-- How to complete this task --
List every line in this data where the string "anyhow" occurs.

-- Dataset excerpts --
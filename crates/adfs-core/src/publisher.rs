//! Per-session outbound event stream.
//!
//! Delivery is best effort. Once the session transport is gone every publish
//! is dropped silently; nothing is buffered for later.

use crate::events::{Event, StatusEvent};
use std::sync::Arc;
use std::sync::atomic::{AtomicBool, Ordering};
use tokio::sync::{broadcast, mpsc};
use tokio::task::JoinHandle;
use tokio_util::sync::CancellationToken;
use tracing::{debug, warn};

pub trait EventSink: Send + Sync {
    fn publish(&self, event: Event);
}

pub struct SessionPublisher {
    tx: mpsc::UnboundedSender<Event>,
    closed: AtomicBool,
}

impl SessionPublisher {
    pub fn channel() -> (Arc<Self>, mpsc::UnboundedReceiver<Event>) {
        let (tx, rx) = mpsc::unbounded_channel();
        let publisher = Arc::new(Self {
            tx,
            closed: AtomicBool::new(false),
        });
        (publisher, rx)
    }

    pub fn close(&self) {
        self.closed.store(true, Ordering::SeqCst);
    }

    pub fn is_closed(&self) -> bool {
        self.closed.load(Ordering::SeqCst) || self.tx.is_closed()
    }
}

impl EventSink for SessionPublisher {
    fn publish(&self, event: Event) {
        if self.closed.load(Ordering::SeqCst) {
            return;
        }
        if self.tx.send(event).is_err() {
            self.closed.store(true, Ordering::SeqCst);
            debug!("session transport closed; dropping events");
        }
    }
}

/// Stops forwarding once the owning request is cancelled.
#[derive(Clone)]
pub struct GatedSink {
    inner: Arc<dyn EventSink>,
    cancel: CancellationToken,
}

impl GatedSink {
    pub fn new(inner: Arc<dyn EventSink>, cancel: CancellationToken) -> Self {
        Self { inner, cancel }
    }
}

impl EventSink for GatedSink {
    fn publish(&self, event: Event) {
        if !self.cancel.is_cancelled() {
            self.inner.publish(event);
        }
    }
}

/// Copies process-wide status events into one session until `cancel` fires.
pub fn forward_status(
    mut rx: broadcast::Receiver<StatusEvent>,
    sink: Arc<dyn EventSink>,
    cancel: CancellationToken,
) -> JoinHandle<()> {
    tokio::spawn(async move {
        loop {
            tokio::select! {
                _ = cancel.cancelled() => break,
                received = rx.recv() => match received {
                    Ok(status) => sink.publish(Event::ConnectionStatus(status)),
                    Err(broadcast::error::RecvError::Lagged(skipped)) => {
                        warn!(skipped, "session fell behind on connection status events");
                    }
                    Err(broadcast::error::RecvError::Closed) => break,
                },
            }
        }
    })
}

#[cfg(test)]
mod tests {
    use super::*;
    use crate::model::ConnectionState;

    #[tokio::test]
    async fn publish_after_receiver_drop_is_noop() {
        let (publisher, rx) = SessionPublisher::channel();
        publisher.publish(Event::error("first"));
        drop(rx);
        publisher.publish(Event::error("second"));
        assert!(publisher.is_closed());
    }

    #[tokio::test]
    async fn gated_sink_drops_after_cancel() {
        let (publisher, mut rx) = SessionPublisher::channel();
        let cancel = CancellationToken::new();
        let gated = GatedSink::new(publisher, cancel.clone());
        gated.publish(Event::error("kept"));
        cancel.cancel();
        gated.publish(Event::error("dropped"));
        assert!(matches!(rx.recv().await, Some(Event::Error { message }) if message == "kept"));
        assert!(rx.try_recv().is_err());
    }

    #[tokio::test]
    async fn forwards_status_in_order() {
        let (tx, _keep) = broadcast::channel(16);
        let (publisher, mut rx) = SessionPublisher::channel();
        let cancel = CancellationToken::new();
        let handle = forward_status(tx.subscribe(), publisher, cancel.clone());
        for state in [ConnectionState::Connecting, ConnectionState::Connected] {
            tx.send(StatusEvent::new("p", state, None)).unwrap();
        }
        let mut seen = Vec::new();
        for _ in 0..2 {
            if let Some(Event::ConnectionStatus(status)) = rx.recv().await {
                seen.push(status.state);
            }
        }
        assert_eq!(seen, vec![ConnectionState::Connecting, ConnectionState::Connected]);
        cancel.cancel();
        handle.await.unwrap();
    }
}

---

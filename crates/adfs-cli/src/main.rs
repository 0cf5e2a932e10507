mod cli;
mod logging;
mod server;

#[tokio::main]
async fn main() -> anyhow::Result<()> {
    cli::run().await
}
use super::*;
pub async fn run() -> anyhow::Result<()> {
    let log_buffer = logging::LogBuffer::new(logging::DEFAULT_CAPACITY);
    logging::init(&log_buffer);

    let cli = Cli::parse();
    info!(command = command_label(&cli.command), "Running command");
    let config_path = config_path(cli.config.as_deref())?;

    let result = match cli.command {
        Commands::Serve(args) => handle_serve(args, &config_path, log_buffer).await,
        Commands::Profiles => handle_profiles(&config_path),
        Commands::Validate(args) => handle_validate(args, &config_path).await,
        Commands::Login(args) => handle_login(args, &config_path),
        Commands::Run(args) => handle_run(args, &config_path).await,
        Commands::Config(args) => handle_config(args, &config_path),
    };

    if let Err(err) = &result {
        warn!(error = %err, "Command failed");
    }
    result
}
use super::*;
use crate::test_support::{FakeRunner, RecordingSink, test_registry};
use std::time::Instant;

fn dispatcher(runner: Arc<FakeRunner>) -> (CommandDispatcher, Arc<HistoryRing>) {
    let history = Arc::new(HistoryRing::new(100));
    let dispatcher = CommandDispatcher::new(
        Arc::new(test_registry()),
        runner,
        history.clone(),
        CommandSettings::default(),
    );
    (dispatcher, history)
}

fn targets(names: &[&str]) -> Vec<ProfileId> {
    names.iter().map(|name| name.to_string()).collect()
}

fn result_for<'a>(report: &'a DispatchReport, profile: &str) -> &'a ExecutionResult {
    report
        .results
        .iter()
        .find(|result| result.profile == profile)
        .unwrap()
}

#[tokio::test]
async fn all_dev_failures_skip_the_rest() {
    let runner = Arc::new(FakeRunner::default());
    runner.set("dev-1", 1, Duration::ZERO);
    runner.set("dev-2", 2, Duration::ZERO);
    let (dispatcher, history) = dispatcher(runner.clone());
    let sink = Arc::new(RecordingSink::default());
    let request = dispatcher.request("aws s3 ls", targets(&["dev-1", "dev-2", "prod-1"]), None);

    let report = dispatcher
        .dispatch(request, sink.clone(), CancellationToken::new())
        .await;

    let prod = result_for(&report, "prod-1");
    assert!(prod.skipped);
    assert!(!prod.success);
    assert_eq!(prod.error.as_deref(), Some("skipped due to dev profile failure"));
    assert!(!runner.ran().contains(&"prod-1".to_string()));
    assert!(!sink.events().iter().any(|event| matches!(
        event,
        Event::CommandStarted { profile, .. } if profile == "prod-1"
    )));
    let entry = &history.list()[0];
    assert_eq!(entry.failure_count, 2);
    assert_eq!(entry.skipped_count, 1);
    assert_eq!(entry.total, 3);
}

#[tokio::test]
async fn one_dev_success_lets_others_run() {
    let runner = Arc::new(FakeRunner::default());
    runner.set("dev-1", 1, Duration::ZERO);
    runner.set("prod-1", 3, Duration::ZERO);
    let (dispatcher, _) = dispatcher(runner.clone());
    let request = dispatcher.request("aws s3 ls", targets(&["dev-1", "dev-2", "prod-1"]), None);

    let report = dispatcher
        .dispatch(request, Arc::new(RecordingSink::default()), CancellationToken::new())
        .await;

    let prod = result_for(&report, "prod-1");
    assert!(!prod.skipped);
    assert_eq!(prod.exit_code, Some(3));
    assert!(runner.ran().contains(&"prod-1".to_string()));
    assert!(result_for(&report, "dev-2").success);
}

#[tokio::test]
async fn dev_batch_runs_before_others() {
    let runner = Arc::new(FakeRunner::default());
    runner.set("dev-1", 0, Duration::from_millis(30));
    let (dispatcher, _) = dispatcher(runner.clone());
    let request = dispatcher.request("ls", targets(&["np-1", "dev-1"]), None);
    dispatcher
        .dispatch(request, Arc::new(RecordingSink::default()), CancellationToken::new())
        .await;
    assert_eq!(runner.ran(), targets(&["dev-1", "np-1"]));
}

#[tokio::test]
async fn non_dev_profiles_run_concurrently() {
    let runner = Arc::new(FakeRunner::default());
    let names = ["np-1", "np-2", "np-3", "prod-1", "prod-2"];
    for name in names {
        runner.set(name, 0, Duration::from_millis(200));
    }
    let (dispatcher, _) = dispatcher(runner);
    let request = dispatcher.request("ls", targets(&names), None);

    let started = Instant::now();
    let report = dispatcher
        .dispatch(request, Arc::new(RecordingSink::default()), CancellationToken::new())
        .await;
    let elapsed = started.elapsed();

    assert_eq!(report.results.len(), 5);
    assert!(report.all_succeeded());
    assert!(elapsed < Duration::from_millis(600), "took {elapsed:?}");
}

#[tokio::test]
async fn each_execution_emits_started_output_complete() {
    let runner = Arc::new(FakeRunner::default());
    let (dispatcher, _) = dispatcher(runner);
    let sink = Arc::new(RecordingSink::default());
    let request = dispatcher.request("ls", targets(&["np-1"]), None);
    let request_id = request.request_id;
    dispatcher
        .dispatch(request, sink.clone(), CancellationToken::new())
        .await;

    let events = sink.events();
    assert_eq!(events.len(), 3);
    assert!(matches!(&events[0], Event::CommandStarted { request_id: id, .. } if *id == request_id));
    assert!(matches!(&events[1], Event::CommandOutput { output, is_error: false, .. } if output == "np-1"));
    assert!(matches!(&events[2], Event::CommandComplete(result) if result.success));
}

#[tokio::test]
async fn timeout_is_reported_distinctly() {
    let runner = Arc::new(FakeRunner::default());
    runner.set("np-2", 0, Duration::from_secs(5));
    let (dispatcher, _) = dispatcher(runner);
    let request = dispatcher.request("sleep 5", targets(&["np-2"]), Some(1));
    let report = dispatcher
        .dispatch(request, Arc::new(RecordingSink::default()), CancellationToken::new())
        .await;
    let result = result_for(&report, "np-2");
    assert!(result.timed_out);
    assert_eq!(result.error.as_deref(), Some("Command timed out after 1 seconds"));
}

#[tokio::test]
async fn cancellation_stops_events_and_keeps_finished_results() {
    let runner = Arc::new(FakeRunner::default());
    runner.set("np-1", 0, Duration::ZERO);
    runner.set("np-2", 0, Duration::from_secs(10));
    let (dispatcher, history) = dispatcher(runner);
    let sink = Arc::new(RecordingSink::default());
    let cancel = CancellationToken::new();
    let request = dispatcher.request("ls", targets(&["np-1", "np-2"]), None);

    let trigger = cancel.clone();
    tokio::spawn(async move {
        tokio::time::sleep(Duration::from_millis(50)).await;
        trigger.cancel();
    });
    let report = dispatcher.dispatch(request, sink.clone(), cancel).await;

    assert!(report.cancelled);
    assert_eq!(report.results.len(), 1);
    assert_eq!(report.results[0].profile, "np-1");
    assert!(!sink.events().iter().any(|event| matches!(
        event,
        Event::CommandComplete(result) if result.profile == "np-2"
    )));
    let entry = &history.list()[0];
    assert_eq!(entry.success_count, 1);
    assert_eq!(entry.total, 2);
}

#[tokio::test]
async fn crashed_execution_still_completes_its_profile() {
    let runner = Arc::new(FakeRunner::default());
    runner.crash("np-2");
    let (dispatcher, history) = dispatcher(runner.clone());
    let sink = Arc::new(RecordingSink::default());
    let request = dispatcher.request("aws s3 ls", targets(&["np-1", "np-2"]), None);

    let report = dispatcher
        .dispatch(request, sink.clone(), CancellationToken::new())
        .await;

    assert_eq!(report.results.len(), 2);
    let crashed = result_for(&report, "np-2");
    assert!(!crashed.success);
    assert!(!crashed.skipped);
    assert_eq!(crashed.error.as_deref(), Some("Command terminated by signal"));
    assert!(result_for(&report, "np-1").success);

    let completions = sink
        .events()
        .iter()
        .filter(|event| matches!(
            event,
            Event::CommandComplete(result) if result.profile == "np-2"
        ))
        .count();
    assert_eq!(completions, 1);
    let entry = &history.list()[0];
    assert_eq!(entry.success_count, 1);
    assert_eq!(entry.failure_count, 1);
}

-- Response below --
async fn main() -> anyhow::Result<()> {
pub async fn run() -> anyhow::Result<()> {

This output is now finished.